O frio, continuo-o a sentir, aqui bem perto de mim, mas à medida que te torno mais humano, o ar vai-se tornando menos denso, mais claro, mais quente. Eu vou seguir a minha estrada, que mais uma vez se mostra aberta, porque não tenho medo, porque sei que não dependo de ti para ser feliz, porque sei que há alguém lá fora que ainda me há-de levar a todos os sitios novos e feitos para eu descobrir. Tenho confiança no meu sonho. Tenho confiança em mim. Mais confiança do que alguma vez tive em ti e nesse amor que de facto era mais imperfeito do que eu sopunha.

Thursday, August 19, 2004

Apago a luz, apago a alma, perco-me entre a Mafalda Veiga, Silence4 ou simplesmente Nelly Furtado. São poucas as coisas que nos dão paz de espírito. Hoje foi o dia, depois daquele dia. O dia em que é preciso acordar do sonho sem cor em que estavamos encobertos, presos por uma teia sem fim, um coração sem rosto, uns olhos sem movimento. Acho que foi mais fácil do que eu julguei, desabituar-me da tua presença a que eu tanto me agarrei e onde tantas vezes me escondi.
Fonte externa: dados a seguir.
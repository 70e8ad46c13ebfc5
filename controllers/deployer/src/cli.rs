//! Command line interface.

use crate::config::ExecutorConfig;
use crate::error::ExecutorError;
use clap::{Args, Parser, Subcommand};
use runtime_spec::RuntimeSpec;
use std::path::PathBuf;
use std::time::Duration;

/// Run, follow and tear down containerized workloads on Kubernetes.
#[derive(Debug, Parser)]
#[command(name = "deployer", version, about)]
pub struct Cli {
    #[command(flatten)]
    pub cluster: ClusterArgs,

    #[command(subcommand)]
    pub command: Command,
}

/// Flags overriding the `DEPLOYER_*` environment configuration.
#[derive(Debug, Args)]
pub struct ClusterArgs {
    /// Namespace holding the workload
    #[arg(long, short = 'n', global = true)]
    pub namespace: Option<String>,

    /// Kubeconfig file to use instead of the inferred configuration
    #[arg(long, global = true)]
    pub kubeconfig: Option<PathBuf>,

    /// Kubeconfig context
    #[arg(long, global = true)]
    pub context: Option<String>,

    /// Give up waiting for a running pod after this many seconds
    #[arg(long, value_name = "SECS", global = true)]
    pub ready_timeout: Option<u64>,

    /// Seconds between readiness polls
    #[arg(long, value_name = "SECS", global = true)]
    pub poll_interval: Option<u64>,
}

#[derive(Debug, Subcommand)]
pub enum Command {
    /// Create or update a workload and wait until a pod runs
    Run(RunArgs),
    /// Stream the logs of a workload's running pod
    Logs {
        /// Workload name
        name: String,
    },
    /// Delete a workload's Service and Deployment
    Cancel {
        /// Workload name
        name: String,
    },
}

#[derive(Debug, Args)]
pub struct RunArgs {
    /// Runtime spec file (YAML); replaces the inline flags
    #[arg(long, short = 'f', conflicts_with_all = ["image", "name", "replicas", "ports", "public"])]
    pub spec: Option<PathBuf>,

    /// Container image
    #[arg(long, required_unless_present = "spec")]
    pub image: Option<String>,

    /// Workload name
    #[arg(long, required_unless_present = "spec")]
    pub name: Option<String>,

    /// Number of replicas
    #[arg(long, default_value_t = 1)]
    pub replicas: i32,

    /// Port to expose; repeat for several ports
    #[arg(long = "port", short = 'p')]
    pub ports: Vec<i32>,

    /// Expose the ports on a public address
    #[arg(long)]
    pub public: bool,

    /// Stream the pod's logs once it is running
    #[arg(long)]
    pub follow: bool,
}

impl RunArgs {
    /// Builds the runtime spec from the spec file or the inline flags.
    pub fn runtime_spec(&self) -> Result<RuntimeSpec, ExecutorError> {
        if let Some(path) = &self.spec {
            return RuntimeSpec::from_file(path).map_err(|source| ExecutorError::SpecFile {
                path: path.clone(),
                source,
            });
        }

        Ok(RuntimeSpec::new(
            self.image.clone().unwrap_or_default(),
            self.name.clone().unwrap_or_default(),
        )
        .with_replicas(self.replicas)
        .with_ports(self.ports.clone())
        .with_public_address(self.public))
    }
}

impl ClusterArgs {
    /// Applies the flags that were given on top of `config`.
    pub fn apply(&self, config: &mut ExecutorConfig) -> Result<(), ExecutorError> {
        if let Some(namespace) = &self.namespace {
            config.namespace.clone_from(namespace);
        }
        if let Some(path) = &self.kubeconfig {
            config.client.kubeconfig = Some(path.clone());
        }
        if let Some(context) = &self.context {
            config.client.context = Some(context.clone());
        }
        if let Some(secs) = self.ready_timeout {
            config.ready_timeout = Some(Duration::from_secs(secs));
        }
        if let Some(secs) = self.poll_interval {
            config.poll_interval = Duration::from_secs(secs);
        }
        config.validate()
    }
}
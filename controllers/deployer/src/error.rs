//! Deployer error types.
//!
//! This module defines the errors surfaced by the run, logs and cancel
//! operations. Upstream errors from the runtime spec and the cluster client
//! are wrapped unchanged.

use cluster_client::ClusterError;
use runtime_spec::SpecError;
use std::fmt;
use std::path::PathBuf;
use std::time::Duration;
use thiserror::Error;

/// Errors that can occur while deploying, following or tearing down a workload.
#[derive(Debug, Error)]
pub enum ExecutorError {
    /// Invalid runtime spec or workload name
    #[error("Invalid argument: {0}")]
    InvalidArgument(#[from] SpecError),

    /// Runtime spec file could not be read or parsed
    #[error("Failed to load runtime spec {}: {source}", .path.display())]
    SpecFile { path: PathBuf, source: SpecError },

    /// Kubernetes API error
    #[error("Kubernetes error: {0}")]
    Cluster(#[from] ClusterError),

    /// No pod of the workload has a running container
    #[error("No running pod found for '{0}'")]
    NoRunningPod(String),

    /// Readiness wait exceeded the configured timeout
    #[error("Timed out after {waited:?} waiting for a running pod of '{name}'{}", lookup_suffix(.last_error))]
    ReadinessTimeout {
        name: String,
        waited: Duration,
        last_error: Option<String>,
    },

    /// Readiness wait was cancelled by the caller
    #[error("Cancelled while waiting for a running pod of '{0}'")]
    Cancelled(String),

    /// One or both teardown deletions failed
    #[error("Teardown incomplete: {0}")]
    Teardown(TeardownFailure),

    /// Writing to the output sink failed
    #[error("IO error: {0}")]
    Io(#[from] std::io::Error),

    /// Invalid configuration
    #[error("Invalid configuration: {0}")]
    InvalidConfig(String),
}

impl ExecutorError {
    /// Whether the error belongs to the NotFound class.
    #[must_use]
    pub fn is_not_found(&self) -> bool {
        match self {
            Self::NoRunningPod(_) => true,
            Self::Cluster(e) => e.is_not_found(),
            _ => false,
        }
    }
}

fn lookup_suffix(last_error: &Option<String>) -> String {
    last_error
        .as_ref()
        .map(|e| format!(" (last lookup error: {e})"))
        .unwrap_or_default()
}

/// Outcome of a teardown in which at least one deletion failed.
///
/// Both deletions are always attempted; each field holds the error of the
/// corresponding deletion, `None` meaning it succeeded or was already absent.
#[derive(Debug)]
pub struct TeardownFailure {
    pub name: String,
    pub service: Option<ClusterError>,
    pub deployment: Option<ClusterError>,
}

impl fmt::Display for TeardownFailure {
    fn fmt(&self, f: &mut fmt::Formatter<'_>) -> fmt::Result {
        let mut failures = Vec::new();
        if let Some(e) = &self.service {
            failures.push(format!("service '{}': {}", self.name, e));
        }
        if let Some(e) = &self.deployment {
            failures.push(format!("deployment '{}': {}", self.name, e));
        }
        write!(f, "{}", failures.join("; "))
    }
}

#[cfg(test)]
mod tests {
    use super::*;

    #[test]
    fn test_not_found_class() {
        assert!(ExecutorError::NoRunningPod("web".to_string()).is_not_found());
        assert!(
            ExecutorError::Cluster(ClusterError::NotFound {
                kind: "Pod",
                name: "web-1".to_string(),
            })
            .is_not_found()
        );
        assert!(!ExecutorError::Cancelled("web".to_string()).is_not_found());
        assert!(!ExecutorError::InvalidArgument(SpecError::EmptyName).is_not_found());
    }

    #[test]
    fn test_readiness_timeout_message() {
        let err = ExecutorError::ReadinessTimeout {
            name: "web".to_string(),
            waited: Duration::from_secs(5),
            last_error: Some("connection refused".to_string()),
        };
        assert_eq!(
            err.to_string(),
            "Timed out after 5s waiting for a running pod of 'web' (last lookup error: connection refused)"
        );

        let err = ExecutorError::ReadinessTimeout {
            name: "web".to_string(),
            waited: Duration::from_secs(5),
            last_error: None,
        };
        assert_eq!(
            err.to_string(),
            "Timed out after 5s waiting for a running pod of 'web'"
        );
    }

    #[test]
    fn test_spec_file_message() {
        let err = ExecutorError::SpecFile {
            path: PathBuf::from("web.yaml"),
            source: SpecError::Io(std::io::Error::new(
                std::io::ErrorKind::NotFound,
                "No such file or directory",
            )),
        };
        let message = err.to_string();
        assert!(message.starts_with("Failed to load runtime spec web.yaml: "));
        assert!(!message.contains("Invalid argument"));
    }

    #[test]
    fn test_teardown_failure_message() {
        let failure = TeardownFailure {
            name: "web".to_string(),
            service: Some(ClusterError::Api {
                code: 500,
                message: "etcd unavailable".to_string(),
            }),
            deployment: None,
        };
        assert_eq!(
            ExecutorError::Teardown(failure).to_string(),
            "Teardown incomplete: service 'web': Kubernetes API error (500): etcd unavailable"
        );
    }
}
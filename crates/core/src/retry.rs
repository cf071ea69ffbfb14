//! Retry policies with exponential backoff
//!
//! The schedule is computed here; the caller owns the sleeping, so the same
//! policy drives both blocking and async call sites.
//!
//! # Example
//!
//! ```rust
//! use digipin_core::retry::RetryConfig;
//! use std::time::Duration;
//!
//! let policy = RetryConfig::quick().without_jitter();
//! assert_eq!(policy.delay_for_attempt(0), Duration::ZERO);
//! assert_eq!(policy.delay_for_attempt(2), Duration::from_millis(100));
//! ```

use serde::{Deserialize, Serialize};
use std::time::Duration;

/// Retry configuration
#[derive(Debug, Clone, PartialEq, Serialize, Deserialize)]
pub struct RetryConfig {
    /// Maximum number of attempts, including the first one
    pub max_attempts: u32,
    /// Delay before the second attempt
    pub initial_delay: Duration,
    /// Upper bound for any single delay
    pub max_delay: Duration,
    /// Multiplier for exponential backoff
    pub backoff_multiplier: f64,
    /// Add up to 25% random jitter to delays
    pub jitter: bool,
}

impl Default for RetryConfig {
    fn default() -> Self {
        Self {
            max_attempts: 3,
            initial_delay: Duration::from_millis(100),
            max_delay: Duration::from_secs(10),
            backoff_multiplier: 2.0,
            jitter: true,
        }
    }
}

impl RetryConfig {
    /// Short delays, for a backend on the same machine
    #[must_use]
    pub fn quick() -> Self {
        Self {
            max_attempts: 3,
            initial_delay: Duration::from_millis(50),
            max_delay: Duration::from_millis(500),
            backoff_multiplier: 2.0,
            jitter: true,
        }
    }

    /// Longer delays, for shared public services
    #[must_use]
    pub fn patient() -> Self {
        Self {
            max_attempts: 5,
            initial_delay: Duration::from_millis(500),
            max_delay: Duration::from_secs(30),
            backoff_multiplier: 2.0,
            jitter: true,
        }
    }

    /// A single attempt
    #[must_use]
    pub fn no_retry() -> Self {
        Self {
            max_attempts: 1,
            initial_delay: Duration::ZERO,
            max_delay: Duration::ZERO,
            backoff_multiplier: 1.0,
            jitter: false,
        }
    }

    /// Same policy with deterministic delays
    #[must_use]
    pub fn without_jitter(mut self) -> Self {
        self.jitter = false;
        self
    }

    /// Whether another attempt is allowed after `attempts` have been made
    #[must_use]
    pub fn should_retry(&self, attempts: u32) -> bool {
        attempts < self.max_attempts
    }

    /// Calculate the delay before the given zero-based attempt
    #[must_use]
    #[allow(clippy::cast_possible_wrap)]
    pub fn delay_for_attempt(&self, attempt: u32) -> Duration {
        if attempt == 0 {
            return Duration::ZERO;
        }

        let base_delay =
            self.initial_delay.as_secs_f64() * self.backoff_multiplier.powi(attempt as i32 - 1);

        let delay_secs = base_delay.min(self.max_delay.as_secs_f64());

        let final_delay = if self.jitter {
            delay_secs * (1.0 + jitter_fraction() * 0.25)
        } else {
            delay_secs
        };

        Duration::from_secs_f64(final_delay)
    }
}

/// Cheap pseudo-random value in `0.0..1.0`, seeded per call by `RandomState`
#[allow(clippy::cast_precision_loss)]
fn jitter_fraction() -> f64 {
    use std::collections::hash_map::RandomState;
    use std::hash::BuildHasher;

    let sample = RandomState::new().hash_one(std::time::SystemTime::now());
    (sample % 1000) as f64 / 1000.0
}

#[cfg(test)]
mod tests {
    use super::*;
    use proptest::prelude::*;

    #[test]
    fn test_first_attempt_has_no_delay() {
        assert_eq!(RetryConfig::default().delay_for_attempt(0), Duration::ZERO);
    }

    #[test]
    fn test_exponential_schedule() {
        let policy = RetryConfig::default().without_jitter();
        assert_eq!(policy.delay_for_attempt(1), Duration::from_millis(100));
        assert_eq!(policy.delay_for_attempt(2), Duration::from_millis(200));
        assert_eq!(policy.delay_for_attempt(3), Duration::from_millis(400));
    }

    #[test]
    fn test_delay_is_capped() {
        let policy = RetryConfig::quick().without_jitter();
        assert_eq!(policy.delay_for_attempt(10), Duration::from_millis(500));
    }

    #[test]
    fn test_should_retry() {
        let policy = RetryConfig::default();
        assert!(policy.should_retry(1));
        assert!(policy.should_retry(2));
        assert!(!policy.should_retry(3));
        assert!(!RetryConfig::no_retry().should_retry(1));
    }

    proptest! {
        #[test]
        fn jitter_stays_within_a_quarter(attempt in 1u32..8) {
            let plain = RetryConfig::patient().without_jitter().delay_for_attempt(attempt);
            let jittered = RetryConfig::patient().delay_for_attempt(attempt);
            prop_assert!(jittered >= plain);
            prop_assert!(jittered.as_secs_f64() <= plain.as_secs_f64() * 1.25 + 1e-9);
        }
    }
}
Dizem que o tempo que partilhei o mesmo olhar contigo é diminuto o suficiente para apenas criar perspectivas de uma felicidade imatura e pouco duradoura. Eu não respondo, porque tantas e tantas vezes o coração rejeita o código pelo qual nos rejemos, tantas vezes complicado demais para nós mesmos o seguirmos. AInda não compreendi o teu afastamento, mas já me capacitei dele e sinto-o cravado em mim, como se nada tivesse acontecido e eu continuasse ainda Virgem por não ter gostado de alguém. Talvez seja essa a razão pela qual todo o sofrimento que ao início julguei que iria mergulhar, desaparecesse apôs algumas horas numa camioneta que nos leva para parte incerta, mas que nos leva para bem longe, para que não possamos sentir onde a visão não alcança e os ouvidos não ouvem.A razão, sempre a razão. Não existiu razão para o começo, para quê procurá-la no fim? A razão para a minha convicção é que finalmente fui feliz, independentemente do tempo, por ter alguém ao meu lado e foi sempre isso que eu procurei. Se não pode ser por mais tempo, já não me cabe a mim decidir, assim como não me cabe decidir a pessoa pela qual me vou apaixonar. É engraçado que me culpem por isso, ou que me tentem culpar. Não há explicação para aquilo qude não tem imediata solucção, então para quê esgravatá-la? Para quê inventar culpas ou ressentimentos infantis? A vida não é perfeita e nós também não e de vez em quando somos complicados, mas está-nos no sangue, desde o início, desde o começo.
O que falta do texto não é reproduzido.